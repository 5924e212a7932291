//! Slack interface for the WeXu community bot
//!
//! - **Socket Mode** (`socket`, `transport`) - websocket event loop, no public URL needed
//! - **Events** (`events`) - messages and reactions turned into experience deltas
//! - **Commands** (`commands`) - `$profile` and `$top` replies
//! - **Block Kit** (`blocks`) - reply builders
//! - **Web API** (`web`) - profile lookups, level-up notifications, command replies
//!
//! # Getting Started
//!
//! 1. Create a Slack app at https://api.slack.com/apps
//! 2. Enable Socket Mode and subscribe to `message.channels`, `reaction_added`
//!    and `reaction_removed`
//! 3. Grant the bot `chat:write`, `im:write`, `users:read` and `users:read.email`
//! 4. Set env vars: `WEXU_SLACK_APP_TOKEN`, `WEXU_SLACK_BOT_TOKEN`
//!
//! # Architecture
//!
//! ```text
//! Socket Mode → EventDispatcher → MessageHandler / ReactionHandler → ExperienceQueue
//!                     ↓
//!              CommandRouter → Block Kit reply → chat.postMessage
//! ```

pub mod blocks;
pub mod commands;
pub mod events;
pub mod socket;
pub mod transport;
pub mod web;

pub use events::{default_dispatcher, EventDispatcher, SlackEnvelope, SlackEvent};
pub use socket::{ReconnectPolicy, SocketModeRunner, SocketTransport, TransportError};
pub use transport::SlackSocketTransport;
pub use web::{ResponseSink, SlackApiError, SlackWebClient};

** What needs to be done **
Copy exactly the lines from the top of the entries through the line with "- reply builders" in it, please, keeping both ends and adding nothing.

** Answer box **
repository 5924e212a7932291
//! Slack interface for the WeXu community bot
//!
//! - **Socket Mode** (`socket`, `transport`) - websocket event loop, no public URL needed
//! - **Events** (`events`) - messages and reactions turned into experience deltas
//! - **Commands** (`commands`) - `$profile` and `$top` replies
//! - **Block Kit** (`blocks`) - reply builders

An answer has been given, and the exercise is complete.